19. Cut your IHT bill down to size
International professionals from the UK risk making a number of expensive tax mistakes – and not planning for IHT is one.
Depending on your personal circumstances...
You may be able to use a trust or trusts, wrapping assets and investments like an offshore investment bond inside to reduce your estate’s future liability.
This requires careful planning and, most likely, the expertise of a financial planner.
20. Get to know your investments
It's entirely possible that what you have now may have been the best policy available at the time.
But times change and so do your needs.
Is your investment really keeping up?
Better, cheaper, higher-returning options now exist.
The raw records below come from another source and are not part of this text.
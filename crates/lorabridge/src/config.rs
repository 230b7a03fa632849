//! Configuration schema for the bridge
//!
//! This module provides the typed settings structures persisted by the
//! configuration store, the compiled-in defaults used on first boot, and
//! the bus channel layout derived from the device type.

use serde::{Deserialize, Serialize};
use std::time::Duration;

/// Device type, used for channel names and discovery identifiers
pub const DEVICE_TYPE: &str = "lora-gateway";

/// Default radio frequency in Hz (EU 868 band)
pub const DEFAULT_FREQUENCY_HZ: u64 = 866_000_000;

/// Default channel-isolation code (radio sync word), ranges 0x00-0xFF
pub const DEFAULT_ISOLATION_CODE: u8 = 0xF3;

/// Default bus port (MQTT)
pub const DEFAULT_BUS_PORT: u16 = 1883;

/// Default self-telemetry reporting interval
pub const DEFAULT_REPORT_INTERVAL: Duration = Duration::from_secs(60);

/// Access-point name used when no network credentials are stored
pub const FALLBACK_AP_SSID: &str = "lora-gateway-setup";

/// Access-point secret used when no network credentials are stored
pub const FALLBACK_AP_PSK: &str = "bridge-setup";

/// Configuration namespaces persisted by the store
pub const NAMESPACE_NETWORK: &str = "network";
/// Bus endpoint namespace
pub const NAMESPACE_BUS: &str = "bus";
/// Radio settings namespace
pub const NAMESPACE_RADIO: &str = "radio";

/// Local wireless network credentials
///
/// An empty `ssid` means "nothing configured yet" and puts the network
/// supervisor into access-point mode so the settings endpoint stays
/// reachable.
#[derive(Debug, Clone, Default, PartialEq, Eq, Serialize, Deserialize)]
pub struct NetworkSettings {
    /// Network name to join as a client
    #[serde(default)]
    pub ssid: String,

    /// Network secret
    #[serde(default)]
    pub password: String,
}

impl NetworkSettings {
    /// Whether a client join can be attempted at all
    pub fn is_configured(&self) -> bool {
        !self.ssid.is_empty()
    }
}

/// Message bus endpoint settings
#[derive(Debug, Clone, PartialEq, Eq, Serialize, Deserialize)]
pub struct BusSettings {
    /// Broker host name or address; empty = bus publishing disabled
    #[serde(default)]
    pub host: String,

    /// Broker port
    #[serde(default = "default_bus_port")]
    pub port: u16,

    /// Broker user name (optional, empty = anonymous)
    #[serde(default)]
    pub username: String,

    /// Broker secret
    #[serde(default)]
    pub password: String,

    /// Client identifier presented to the broker
    #[serde(default = "default_client_id")]
    pub client_id: String,
}

fn default_bus_port() -> u16 {
    DEFAULT_BUS_PORT
}

fn default_client_id() -> String {
    DEVICE_TYPE.to_string()
}

impl Default for BusSettings {
    fn default() -> Self {
        Self {
            host: String::new(),
            port: DEFAULT_BUS_PORT,
            username: String::new(),
            password: String::new(),
            client_id: DEVICE_TYPE.to_string(),
        }
    }
}

impl BusSettings {
    /// Whether the endpoint is complete enough to attempt a connection
    ///
    /// An incomplete endpoint is not an error: the bridge runs in degraded
    /// mode and skips all publishes.
    pub fn is_configured(&self) -> bool {
        !self.host.is_empty() && self.port != 0
    }
}

/// Radio link settings
#[derive(Debug, Clone, PartialEq, Eq, Serialize, Deserialize)]
pub struct RadioSettings {
    /// Carrier frequency in Hz
    #[serde(default = "default_frequency")]
    pub frequency_hz: u64,

    /// Channel-isolation code shared with the sender
    #[serde(default = "default_isolation_code")]
    pub isolation_code: u8,

    /// Self-telemetry reporting interval
    #[serde(with = "humantime_serde", default = "default_report_interval")]
    pub report_interval: Duration,
}

fn default_frequency() -> u64 {
    DEFAULT_FREQUENCY_HZ
}

fn default_isolation_code() -> u8 {
    DEFAULT_ISOLATION_CODE
}

fn default_report_interval() -> Duration {
    DEFAULT_REPORT_INTERVAL
}

impl Default for RadioSettings {
    fn default() -> Self {
        Self {
            frequency_hz: DEFAULT_FREQUENCY_HZ,
            isolation_code: DEFAULT_ISOLATION_CODE,
            report_interval: DEFAULT_REPORT_INTERVAL,
        }
    }
}

/// Bus session reconnect behavior
///
/// The bridge retries a failed broker connection forever, but never faster
/// than this back-off allows. The counter resets on a successful connect.
#[derive(Debug, Clone, Serialize, Deserialize)]
pub struct ReconnectConfig {
    /// Delay before the first retry
    #[serde(with = "humantime_serde", default = "default_initial_delay")]
    pub initial_delay: Duration,

    /// Upper bound for the doubled delay
    #[serde(with = "humantime_serde", default = "default_max_delay")]
    pub max_delay: Duration,

    /// Timeout for a single connect attempt
    #[serde(with = "humantime_serde", default = "default_connect_timeout")]
    pub connect_timeout: Duration,
}

fn default_initial_delay() -> Duration {
    Duration::from_secs(1)
}

fn default_max_delay() -> Duration {
    Duration::from_secs(60)
}

fn default_connect_timeout() -> Duration {
    Duration::from_secs(5)
}

impl Default for ReconnectConfig {
    fn default() -> Self {
        Self {
            initial_delay: Duration::from_secs(1),
            max_delay: Duration::from_secs(60),
            connect_timeout: Duration::from_secs(5),
        }
    }
}

impl ReconnectConfig {
    /// Delay before attempt number `attempt` (0-based), doubled per attempt
    /// and capped at `max_delay`.
    pub fn delay_for_attempt(&self, attempt: u32) -> Duration {
        let exp = attempt.min(16);
        let delay = self
            .initial_delay
            .saturating_mul(1u32.checked_shl(exp).unwrap_or(u32::MAX));
        delay.min(self.max_delay)
    }
}

/// Bus channel layout derived from the device type
#[derive(Debug, Clone)]
pub struct Topics {
    device_type: String,
}

impl Default for Topics {
    fn default() -> Self {
        Self::new(DEVICE_TYPE)
    }
}

impl Topics {
    /// Create a channel layout for a device type
    pub fn new(device_type: impl Into<String>) -> Self {
        Self {
            device_type: device_type.into(),
        }
    }

    /// Device type this layout was built for
    pub fn device_type(&self) -> &str {
        &self.device_type
    }

    /// Liveness channel, retained `"connected"` payload
    pub fn status(&self) -> String {
        format!("{}/status", self.device_type)
    }

    /// Telemetry channel: forwarded radio payloads, signal records, and
    /// device self-telemetry
    pub fn state(&self) -> String {
        format!("{}/state", self.device_type)
    }

    /// Discovery channel for one sensor field
    pub fn discovery(&self, field: &str) -> String {
        format!("discovery/sensor/{}/{}/config", self.device_type, field)
    }
}

/// Aggregate of all persisted settings, mostly for tests and the settings
/// endpoint; the store reads and writes the namespaces independently.
#[derive(Debug, Clone, Default, PartialEq, Serialize, Deserialize)]
pub struct BridgeConfig {
    /// Local wireless network credentials
    #[serde(default)]
    pub network: NetworkSettings,

    /// Message bus endpoint
    #[serde(default)]
    pub bus: BusSettings,

    /// Radio link settings
    #[serde(default)]
    pub radio: RadioSettings,
}

/// Builder for [`BridgeConfig`]
#[derive(Debug, Default)]
pub struct BridgeConfigBuilder {
    config: BridgeConfig,
}

impl BridgeConfigBuilder {
    /// Create a new builder with defaults
    pub fn new() -> Self {
        Self::default()
    }

    /// Set network credentials
    pub fn network(mut self, ssid: impl Into<String>, password: impl Into<String>) -> Self {
        self.config.network.ssid = ssid.into();
        self.config.network.password = password.into();
        self
    }

    /// Set the bus endpoint host and port
    pub fn bus_endpoint(mut self, host: impl Into<String>, port: u16) -> Self {
        self.config.bus.host = host.into();
        self.config.bus.port = port;
        self
    }

    /// Set broker credentials
    pub fn bus_credentials(
        mut self,
        username: impl Into<String>,
        password: impl Into<String>,
    ) -> Self {
        self.config.bus.username = username.into();
        self.config.bus.password = password.into();
        self
    }

    /// Set the broker client identifier
    pub fn client_id(mut self, id: impl Into<String>) -> Self {
        self.config.bus.client_id = id.into();
        self
    }

    /// Set the channel-isolation code
    pub fn isolation_code(mut self, code: u8) -> Self {
        self.config.radio.isolation_code = code;
        self
    }

    /// Set the self-telemetry reporting interval
    pub fn report_interval(mut self, interval: Duration) -> Self {
        self.config.radio.report_interval = interval;
        self
    }

    /// Build the configuration
    pub fn build(self) -> BridgeConfig {
        self.config
    }
}

// Custom serde module for Duration with humantime
mod humantime_serde {
    use serde::{self, Deserialize, Deserializer, Serializer};
    use std::time::Duration;

    pub fn serialize<S>(duration: &Duration, serializer: S) -> Result<S::Ok, S::Error>
    where
        S: Serializer,
    {
        let s = humantime::format_duration(*duration).to_string();
        serializer.serialize_str(&s)
    }

    pub fn deserialize<'de, D>(deserializer: D) -> Result<Duration, D::Error>
    where
        D: Deserializer<'de>,
    {
        let s = String::deserialize(deserializer)?;
        humantime::parse_duration(&s).map_err(serde::de::Error::custom)
    }
}

#[cfg(test)]
mod tests {
    use super::*;

    #[test]
    fn test_defaults() {
        let config = BridgeConfig::default();
        assert!(!config.network.is_configured());
        assert!(!config.bus.is_configured());
        assert_eq!(config.radio.isolation_code, DEFAULT_ISOLATION_CODE);
        assert_eq!(config.radio.frequency_hz, DEFAULT_FREQUENCY_HZ);
        assert_eq!(config.bus.client_id, DEVICE_TYPE);
    }

    #[test]
    fn test_builder() {
        let config = BridgeConfigBuilder::new()
            .network("home-net", "hunter2")
            .bus_endpoint("broker.local", 1884)
            .isolation_code(0xA5)
            .build();

        assert!(config.network.is_configured());
        assert!(config.bus.is_configured());
        assert_eq!(config.bus.port, 1884);
        assert_eq!(config.radio.isolation_code, 0xA5);
    }

    #[test]
    fn test_topics() {
        let topics = Topics::default();
        assert_eq!(topics.status(), "lora-gateway/status");
        assert_eq!(topics.state(), "lora-gateway/state");
        assert_eq!(
            topics.discovery("temperature"),
            "discovery/sensor/lora-gateway/temperature/config"
        );
    }

    #[test]
    fn test_backoff_doubles_and_caps() {
        let reconnect = ReconnectConfig::default();
        assert_eq!(reconnect.delay_for_attempt(0), Duration::from_secs(1));
        assert_eq!(reconnect.delay_for_attempt(1), Duration::from_secs(2));
        assert_eq!(reconnect.delay_for_attempt(3), Duration::from_secs(8));
        assert_eq!(reconnect.delay_for_attempt(30), Duration::from_secs(60));
    }

    #[test]
    fn test_report_interval_roundtrip() {
        let radio = RadioSettings::default();
        let json = serde_json::to_string(&radio).unwrap();
        let back: RadioSettings = serde_json::from_str(&json).unwrap();
        assert_eq!(back.report_interval, DEFAULT_REPORT_INTERVAL);
    }
}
What was right for you 5, 10, 15 or even 20 years ago might not be serving you so well now.
Which leads me into my final tip for 2021:
21. If you are facing a storm, run INTO it
In Rory Vaden’s podcast, he explains the interesting behaviour of buffaloes and cows.
When cows see a storm approaching, they run in the opposite direction.
Because they aren’t very fast, the storm catches up with them.
They end up running with the storm, prolonging the amount of time they have to endure it.
Buffaloes, on the other hand, actually run directly toward a storm.
So, it passes over them quickly and their exposure is limited.
See where is this going?
If you know your current banker, broker or adviser isn’t acting in your best interests, or your investments are performing as they should…
Or worse, you aren’t sure….
Tackle it head on.
Sacrifice brings desired results quicker.